The first seven houses on your right survive from this period, dating from circa 1450. One of these has part of its wall open to view, showing the original ‘wattle and daub’ construction. This involved a ‘skeleton of wattle’ – interwoven from flexible trees like the willow and a filling and coating of mud mixed with lime and cow dung.
In 1901, over thirty families lived in this small street. They ranged from those who were quite prosperous to those who probably had to count every penny. It must have been a very mixed and lively community. And between them they had FORTY-NINE children, between the ages of four and fourteen.
Like most small streets before the automobile, Guilder Lane was an unofficial playground most evenings and weekends. There were sometimes ‘territorial’ disputes with The Greencroft Street children.We can imagine what the noise and activity must have been like. The Guilder Lane was still a playground within many of our interviewees’ living memory.
The large corn mill on the right hand side (now Salisbury Printing) would have generated a fair amount of mess in the street outside, e.g. when flour was loaded on to wagons.
Opposite the mill you can see the cobbled entrance to No. 13 Guilder Lane. This is usually a giveaway that the premises had something to do with horses. Concentrated on a small stretch of pavement, their iron-shod hooves would have created havoc, hence the strengthening of the entrance.

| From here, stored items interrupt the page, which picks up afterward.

//! services/cli/src/adapters/oauth.rs
//!
//! OAuth 2.0 plumbing for the Classroom API: the client secret file, the
//! cached token file, the interactive consent flow, and a token source that
//! refreshes expired access tokens.

use chrono::{DateTime, Datelike, Duration, Utc};
use dialoguer::Input;
use serde::{Deserialize, Serialize};
use std::io::IsTerminal;
use std::path::{Path, PathBuf};
use tokio::io::{AsyncBufRead, AsyncBufReadExt, BufReader};
use tokio::sync::Mutex;
use tracing::{info, warn};

/// Read-only scopes for course listings and the user's own coursework.
/// Changing these requires deleting a previously cached token.
pub const CLASSROOM_SCOPES: [&str; 2] = [
    "https://www.googleapis.com/auth/classroom.courses.readonly",
    "https://www.googleapis.com/auth/classroom.coursework.me.readonly",
];

/// Refresh this long before the recorded expiry.
const EXPIRY_SKEW_SECS: i64 = 60;

const DEFAULT_REDIRECT_URI: &str = "http://localhost";

#[derive(Debug, thiserror::Error)]
pub enum AuthError {
    #[error("Failed to read client secret file {path}: {source}")]
    ReadSecret {
        path: PathBuf,
        #[source]
        source: std::io::Error,
    },
    #[error("Failed to parse client secret file: {0}")]
    ParseSecret(String),
    #[error("Invalid authorization URL: {0}")]
    Url(String),
    #[error("Failed to read the authorization code: {0}")]
    Prompt(String),
    #[error("Token endpoint request failed: {0}")]
    Http(#[from] reqwest::Error),
    #[error("Token endpoint rejected the request ({status}): {body}")]
    Rejected { status: u16, body: String },
    #[error("Failed to load cached token: {0}")]
    LoadToken(String),
    #[error("Failed to cache the OAuth token at {path}: {source}")]
    SaveToken {
        path: PathBuf,
        #[source]
        source: std::io::Error,
    },
    #[error("Access token has expired and no refresh token is available; delete the cached token to re-authorize")]
    NoRefreshToken,
}

//=========================================================================================
// Client Secret
//=========================================================================================

#[derive(Deserialize)]
struct ClientSecretFile {
    installed: Option<ClientSecretRecord>,
    web: Option<ClientSecretRecord>,
}

#[derive(Deserialize)]
struct ClientSecretRecord {
    client_id: String,
    client_secret: String,
    auth_uri: String,
    token_uri: String,
    #[serde(default)]
    redirect_uris: Vec<String>,
}

/// The OAuth client registered for this application.
#[derive(Debug, Clone)]
pub struct OAuthClient {
    pub client_id: String,
    pub client_secret: String,
    pub auth_uri: String,
    pub token_uri: String,
    pub redirect_uri: String,
    pub scopes: Vec<String>,
}

impl OAuthClient {
    /// Parses a downloaded client secret (`installed` or `web` layout).
    pub fn from_json(bytes: &[u8]) -> Result<Self, AuthError> {
        let file: ClientSecretFile =
            serde_json::from_slice(bytes).map_err(|e| AuthError::ParseSecret(e.to_string()))?;
        let record = file.installed.or(file.web).ok_or_else(|| {
            AuthError::ParseSecret("expected an 'installed' or 'web' section".to_string())
        })?;

        Ok(Self {
            redirect_uri: record
                .redirect_uris
                .into_iter()
                .next()
                .unwrap_or_else(|| DEFAULT_REDIRECT_URI.to_string()),
            client_id: record.client_id,
            client_secret: record.client_secret,
            auth_uri: record.auth_uri,
            token_uri: record.token_uri,
            scopes: CLASSROOM_SCOPES.iter().map(|s| s.to_string()).collect(),
        })
    }

    pub fn from_file(path: &Path) -> Result<Self, AuthError> {
        let bytes = std::fs::read(path).map_err(|source| AuthError::ReadSecret {
            path: path.to_path_buf(),
            source,
        })?;
        Self::from_json(&bytes)
    }

    /// Builds the consent URL, requesting offline access so a refresh token is issued.
    pub fn authorization_url(&self, state: &str) -> Result<String, AuthError> {
        let scope = self.scopes.join(" ");
        let url = reqwest::Url::parse_with_params(
            &self.auth_uri,
            &[
                ("access_type", "offline"),
                ("client_id", self.client_id.as_str()),
                ("redirect_uri", self.redirect_uri.as_str()),
                ("response_type", "code"),
                ("scope", scope.as_str()),
                ("state", state),
            ],
        )
        .map_err(|e| AuthError::Url(e.to_string()))?;
        Ok(url.to_string())
    }

    /// Exchanges an authorization code for a token.
    pub async fn exchange_code(
        &self,
        http: &reqwest::Client,
        code: &str,
    ) -> Result<StoredToken, AuthError> {
        let response = self
            .request_token(
                http,
                &[
                    ("code", code),
                    ("client_id", self.client_id.as_str()),
                    ("client_secret", self.client_secret.as_str()),
                    ("redirect_uri", self.redirect_uri.as_str()),
                    ("grant_type", "authorization_code"),
                ],
            )
            .await?;
        Ok(response.into_stored(Utc::now(), None))
    }

    /// Obtains a fresh access token. The old refresh token is kept if none is returned.
    pub async fn refresh(
        &self,
        http: &reqwest::Client,
        refresh_token: &str,
    ) -> Result<StoredToken, AuthError> {
        let response = self
            .request_token(
                http,
                &[
                    ("refresh_token", refresh_token),
                    ("client_id", self.client_id.as_str()),
                    ("client_secret", self.client_secret.as_str()),
                    ("grant_type", "refresh_token"),
                ],
            )
            .await?;
        Ok(response.into_stored(Utc::now(), Some(refresh_token.to_string())))
    }

    async fn request_token(
        &self,
        http: &reqwest::Client,
        params: &[(&str, &str)],
    ) -> Result<TokenResponse, AuthError> {
        let response = http.post(&self.token_uri).form(params).send().await?;
        let status = response.status();
        if !status.is_success() {
            let body = response.text().await.unwrap_or_default();
            return Err(AuthError::Rejected {
                status: status.as_u16(),
                body,
            });
        }
        Ok(response.json::<TokenResponse>().await?)
    }
}

//=========================================================================================
// Tokens
//=========================================================================================

#[derive(Deserialize)]
struct TokenResponse {
    access_token: String,
    #[serde(default)]
    token_type: String,
    refresh_token: Option<String>,
    expires_in: Option<i64>,
}

impl TokenResponse {
    fn into_stored(self, now: DateTime<Utc>, previous_refresh: Option<String>) -> StoredToken {
        StoredToken {
            access_token: self.access_token,
            token_type: self.token_type,
            refresh_token: self.refresh_token.or(previous_refresh),
            expiry: self.expires_in.map(|secs| now + Duration::seconds(secs)),
        }
    }
}

/// A cached credential, in the same JSON layout as the common `oauth2` token files.
#[derive(Debug, Clone, PartialEq, Serialize, Deserialize)]
pub struct StoredToken {
    pub access_token: String,
    #[serde(default)]
    pub token_type: String,
    #[serde(default, skip_serializing_if = "Option::is_none")]
    pub refresh_token: Option<String>,
    #[serde(default, skip_serializing_if = "Option::is_none")]
    pub expiry: Option<DateTime<Utc>>,
}

impl StoredToken {
    /// True once `now` is within the refresh skew of the expiry.
    /// A missing or zero-year expiry means the token does not expire.
    pub fn is_expired(&self, now: DateTime<Utc>) -> bool {
        match self.expiry {
            Some(expiry) if expiry.year() > 1 => {
                expiry - Duration::seconds(EXPIRY_SKEW_SECS) <= now
            }
            _ => false,
        }
    }
}

/// Reads and writes the cached token file.
#[derive(Debug, Clone)]
pub struct TokenStore {
    path: PathBuf,
}

impl TokenStore {
    pub fn new(path: impl Into<PathBuf>) -> Self {
        Self { path: path.into() }
    }

    pub fn path(&self) -> &Path {
        &self.path
    }

    pub fn load(&self) -> Result<StoredToken, AuthError> {
        let bytes = std::fs::read(&self.path).map_err(|e| AuthError::LoadToken(e.to_string()))?;
        serde_json::from_slice(&bytes).map_err(|e| AuthError::LoadToken(e.to_string()))
    }

    /// Writes the token, readable only by the owner on unix.
    pub fn save(&self, token: &StoredToken) -> Result<(), AuthError> {
        use std::io::Write;

        let to_save_error = |source: std::io::Error| AuthError::SaveToken {
            path: self.path.clone(),
            source,
        };
        let json = serde_json::to_vec(token)
            .map_err(|e| to_save_error(std::io::Error::new(std::io::ErrorKind::InvalidData, e)))?;

        let mut options = std::fs::OpenOptions::new();
        options.write(true).create(true).truncate(true);
        #[cfg(unix)]
        {
            use std::os::unix::fs::OpenOptionsExt;
            options.mode(0o600);
        }
        let mut file = options.open(&self.path).map_err(to_save_error)?;
        // `mode` only applies on creation; tighten a pre-existing file too.
        #[cfg(unix)]
        {
            use std::os::unix::fs::PermissionsExt;
            file.set_permissions(std::fs::Permissions::from_mode(0o600))
                .map_err(to_save_error)?;
        }
        file.write_all(&json).map_err(to_save_error)?;
        Ok(())
    }
}

//=========================================================================================
// Token Source
//=========================================================================================

/// Hands out valid access tokens, refreshing and re-caching them when they expire.
pub struct TokenSource {
    client: OAuthClient,
    http: reqwest::Client,
    store: TokenStore,
    current: Mutex<StoredToken>,
}

impl TokenSource {
    pub fn new(
        client: OAuthClient,
        http: reqwest::Client,
        store: TokenStore,
        token: StoredToken,
    ) -> Self {
        Self {
            client,
            http,
            store,
            current: Mutex::new(token),
        }
    }

    pub async fn access_token(&self) -> Result<String, AuthError> {
        let mut token = self.current.lock().await;
        if token.is_expired(Utc::now()) {
            let refresh_token = token
                .refresh_token
                .clone()
                .ok_or(AuthError::NoRefreshToken)?;
            info!("Access token expired; refreshing.");
            let refreshed = self.client.refresh(&self.http, &refresh_token).await?;
            if let Err(e) = self.store.save(&refreshed) {
                warn!("Failed to cache refreshed token: {}", e);
            }
            *token = refreshed;
        }
        Ok(token.access_token.clone())
    }
}

/// Produces a token source from the cache, or runs the interactive flow and caches the result.
///
/// The token is validated (and refreshed if needed) before returning, so an
/// unusable credential fails here rather than in the middle of a run.
pub async fn authorize(
    client: OAuthClient,
    http: reqwest::Client,
    store: TokenStore,
) -> Result<TokenSource, AuthError> {
    let token = match store.load() {
        Ok(token) => token,
        Err(e) => {
            info!("No usable cached token ({}); starting the authorization flow.", e);
            let token = token_from_web(&client, &http).await?;
            info!("Saving credential file to: {}", store.path().display());
            store.save(&token)?;
            token
        }
    };
    let source = TokenSource::new(client, http, store, token);
    source.access_token().await?;
    Ok(source)
}

async fn token_from_web(
    client: &OAuthClient,
    http: &reqwest::Client,
) -> Result<StoredToken, AuthError> {
    let url = client.authorization_url("state-token")?;
    eprintln!(
        "Open the following link in your browser and paste the authorization code:\n{}",
        url
    );

    let code = if std::io::stdin().is_terminal() {
        tokio::task::spawn_blocking(|| {
            Input::<String>::new()
                .with_prompt("Authorization code")
                .interact_text()
        })
        .await
        .map_err(|e| AuthError::Prompt(e.to_string()))?
        .map_err(|e| AuthError::Prompt(e.to_string()))?
    } else {
        read_code(BufReader::new(tokio::io::stdin())).await?
    };

    client.exchange_code(http, code.trim()).await
}

/// Reads a piped authorization code: the first non-blank line.
async fn read_code<R: AsyncBufRead + Unpin>(mut reader: R) -> Result<String, AuthError> {
    let mut line = String::new();
    loop {
        line.clear();
        let read = reader
            .read_line(&mut line)
            .await
            .map_err(|e| AuthError::Prompt(e.to_string()))?;
        if read == 0 {
            return Err(AuthError::Prompt("no authorization code on stdin".to_string()));
        }
        let code = line.trim();
        if !code.is_empty() {
            return Ok(code.to_string());
        }
    }
}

Phyllis was our oldest oral history interviewee, born in 1919. She moved to Guilder Lane from Rampart Road in the mid 1940s. She told us what her home was like when she first moved in. Listen to Phyllis’ audio clip at the right of the page or on your downloaded MP3 file from the Downloads page.
When the Ring Road was built, Phyllis, and her husband lost a substantial amount of garden and they were no longer able to keep chickens.
She told us: ‘They took ‘alf my garden and my lovely apple tree, they took an’ all my gooseberry bushes , an’ I had twenty seven pound for that’.
Walk to the end of Guilder lane until you get to the junction of Milford Street.